**Directions for this task**
Beginning with the first line, copy out each line of the material until the line containing "use std::time::Duration;" has been copied as well.

**Materials provided**
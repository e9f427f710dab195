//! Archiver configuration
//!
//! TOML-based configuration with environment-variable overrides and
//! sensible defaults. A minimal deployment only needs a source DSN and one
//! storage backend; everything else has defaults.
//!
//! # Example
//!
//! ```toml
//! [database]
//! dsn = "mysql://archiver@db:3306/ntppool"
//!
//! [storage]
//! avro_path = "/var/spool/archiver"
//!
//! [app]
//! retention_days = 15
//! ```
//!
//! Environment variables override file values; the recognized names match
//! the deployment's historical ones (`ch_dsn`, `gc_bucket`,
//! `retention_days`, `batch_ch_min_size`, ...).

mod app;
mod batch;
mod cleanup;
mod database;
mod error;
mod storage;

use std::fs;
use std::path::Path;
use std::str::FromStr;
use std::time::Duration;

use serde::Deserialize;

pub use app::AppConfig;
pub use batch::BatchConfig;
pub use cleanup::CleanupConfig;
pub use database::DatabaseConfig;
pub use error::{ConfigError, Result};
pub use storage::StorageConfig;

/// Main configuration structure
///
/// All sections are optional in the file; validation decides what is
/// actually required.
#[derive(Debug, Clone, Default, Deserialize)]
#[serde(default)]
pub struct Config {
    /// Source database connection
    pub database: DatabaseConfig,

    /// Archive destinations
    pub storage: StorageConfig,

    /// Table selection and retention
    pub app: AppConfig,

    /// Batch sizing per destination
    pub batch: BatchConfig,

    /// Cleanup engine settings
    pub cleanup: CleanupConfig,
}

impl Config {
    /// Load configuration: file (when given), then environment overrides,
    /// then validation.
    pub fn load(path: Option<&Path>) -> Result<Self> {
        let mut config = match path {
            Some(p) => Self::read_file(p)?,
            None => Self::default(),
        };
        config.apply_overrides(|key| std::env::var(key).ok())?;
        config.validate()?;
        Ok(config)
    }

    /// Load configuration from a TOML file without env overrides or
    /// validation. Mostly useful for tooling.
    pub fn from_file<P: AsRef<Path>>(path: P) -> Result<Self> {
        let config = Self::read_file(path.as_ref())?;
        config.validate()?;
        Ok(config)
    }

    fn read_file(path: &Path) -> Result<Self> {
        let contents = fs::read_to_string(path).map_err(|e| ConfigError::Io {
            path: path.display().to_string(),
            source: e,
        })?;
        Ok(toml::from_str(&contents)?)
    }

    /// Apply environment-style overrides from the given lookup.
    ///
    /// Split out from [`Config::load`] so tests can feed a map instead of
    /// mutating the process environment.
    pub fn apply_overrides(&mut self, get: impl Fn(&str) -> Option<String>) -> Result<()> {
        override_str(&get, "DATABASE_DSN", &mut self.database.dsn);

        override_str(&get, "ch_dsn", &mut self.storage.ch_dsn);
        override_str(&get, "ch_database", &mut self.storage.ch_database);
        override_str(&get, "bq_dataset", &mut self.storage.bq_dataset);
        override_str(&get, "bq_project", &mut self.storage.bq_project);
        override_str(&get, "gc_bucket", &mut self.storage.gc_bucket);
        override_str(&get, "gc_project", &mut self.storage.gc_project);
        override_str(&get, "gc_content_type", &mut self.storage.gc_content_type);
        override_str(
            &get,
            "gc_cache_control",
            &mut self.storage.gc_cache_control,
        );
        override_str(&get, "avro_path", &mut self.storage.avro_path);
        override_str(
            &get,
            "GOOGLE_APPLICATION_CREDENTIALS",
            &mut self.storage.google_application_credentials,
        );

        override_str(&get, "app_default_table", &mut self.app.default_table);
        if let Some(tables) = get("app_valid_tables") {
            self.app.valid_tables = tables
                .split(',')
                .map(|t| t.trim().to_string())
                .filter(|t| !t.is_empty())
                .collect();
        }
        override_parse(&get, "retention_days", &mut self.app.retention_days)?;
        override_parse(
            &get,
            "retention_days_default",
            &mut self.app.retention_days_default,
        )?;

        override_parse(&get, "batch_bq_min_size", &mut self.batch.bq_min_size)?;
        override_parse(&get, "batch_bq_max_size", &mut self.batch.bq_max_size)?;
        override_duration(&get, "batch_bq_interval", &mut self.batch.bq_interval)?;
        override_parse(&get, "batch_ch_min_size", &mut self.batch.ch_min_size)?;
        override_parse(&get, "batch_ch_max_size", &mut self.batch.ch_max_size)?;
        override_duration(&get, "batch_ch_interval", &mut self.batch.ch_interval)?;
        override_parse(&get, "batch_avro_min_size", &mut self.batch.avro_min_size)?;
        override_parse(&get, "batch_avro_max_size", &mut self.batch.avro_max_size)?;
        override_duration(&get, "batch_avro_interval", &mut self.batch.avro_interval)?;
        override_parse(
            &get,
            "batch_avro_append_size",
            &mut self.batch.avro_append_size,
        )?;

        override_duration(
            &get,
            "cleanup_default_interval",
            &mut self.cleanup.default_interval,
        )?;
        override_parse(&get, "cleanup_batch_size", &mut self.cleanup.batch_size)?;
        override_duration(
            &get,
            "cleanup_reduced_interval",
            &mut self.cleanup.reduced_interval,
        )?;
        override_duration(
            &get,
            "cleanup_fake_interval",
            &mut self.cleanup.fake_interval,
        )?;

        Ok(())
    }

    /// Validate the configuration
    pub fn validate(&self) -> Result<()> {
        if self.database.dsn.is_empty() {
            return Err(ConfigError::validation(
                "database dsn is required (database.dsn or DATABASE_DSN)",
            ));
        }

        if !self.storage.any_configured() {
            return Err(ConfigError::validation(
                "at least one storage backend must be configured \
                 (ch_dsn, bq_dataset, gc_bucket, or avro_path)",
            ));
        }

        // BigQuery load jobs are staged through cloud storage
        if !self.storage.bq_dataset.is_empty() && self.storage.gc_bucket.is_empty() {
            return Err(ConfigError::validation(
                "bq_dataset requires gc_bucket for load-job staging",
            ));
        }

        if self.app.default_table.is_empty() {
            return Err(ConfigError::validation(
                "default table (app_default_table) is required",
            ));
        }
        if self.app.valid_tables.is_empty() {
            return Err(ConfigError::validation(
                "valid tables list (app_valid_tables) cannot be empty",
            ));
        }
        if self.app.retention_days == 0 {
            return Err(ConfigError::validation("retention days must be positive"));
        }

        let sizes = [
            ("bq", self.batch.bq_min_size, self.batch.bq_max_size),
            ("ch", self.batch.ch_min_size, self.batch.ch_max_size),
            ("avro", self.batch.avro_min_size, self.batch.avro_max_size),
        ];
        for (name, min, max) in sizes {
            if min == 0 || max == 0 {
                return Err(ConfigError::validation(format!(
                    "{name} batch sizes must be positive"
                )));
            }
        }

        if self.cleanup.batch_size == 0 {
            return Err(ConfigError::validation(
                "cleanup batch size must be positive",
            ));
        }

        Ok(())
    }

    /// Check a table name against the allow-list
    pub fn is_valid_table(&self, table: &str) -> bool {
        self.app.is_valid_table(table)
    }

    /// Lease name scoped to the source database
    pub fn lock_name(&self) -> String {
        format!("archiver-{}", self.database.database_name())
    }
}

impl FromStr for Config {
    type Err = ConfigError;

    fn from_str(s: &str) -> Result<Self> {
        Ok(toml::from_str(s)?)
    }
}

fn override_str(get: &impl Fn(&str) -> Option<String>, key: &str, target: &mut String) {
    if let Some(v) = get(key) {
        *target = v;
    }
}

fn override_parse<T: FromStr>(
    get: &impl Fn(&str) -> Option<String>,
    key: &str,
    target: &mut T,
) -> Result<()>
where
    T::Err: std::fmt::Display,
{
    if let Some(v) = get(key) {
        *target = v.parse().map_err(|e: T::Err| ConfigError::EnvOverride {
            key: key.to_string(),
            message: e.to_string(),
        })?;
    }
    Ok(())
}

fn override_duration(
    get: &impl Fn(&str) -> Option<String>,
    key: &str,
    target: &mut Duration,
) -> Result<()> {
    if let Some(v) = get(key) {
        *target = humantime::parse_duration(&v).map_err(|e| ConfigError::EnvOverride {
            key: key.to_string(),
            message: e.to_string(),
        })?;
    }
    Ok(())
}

**Result**
repository e9f427f710dab195
//! Archiver configuration
//!
//! TOML-based configuration with environment-variable overrides and
//! sensible defaults. A minimal deployment only needs a source DSN and one
//! storage backend; everything else has defaults.
//!
//! # Example
//!
//! ```toml
//! [database]
//! dsn = "mysql://archiver@db:3306/ntppool"
//!
//! [storage]
//! avro_path = "/var/spool/archiver"
//!
//! [app]
//! retention_days = 15
//! ```
//!
//! Environment variables override file values; the recognized names match
//! the deployment's historical ones (`ch_dsn`, `gc_bucket`,
//! `retention_days`, `batch_ch_min_size`, ...).

mod app;
mod batch;
mod cleanup;
mod database;
mod error;
mod storage;

use std::fs;
use std::path::Path;
use std::str::FromStr;
use std::time::Duration;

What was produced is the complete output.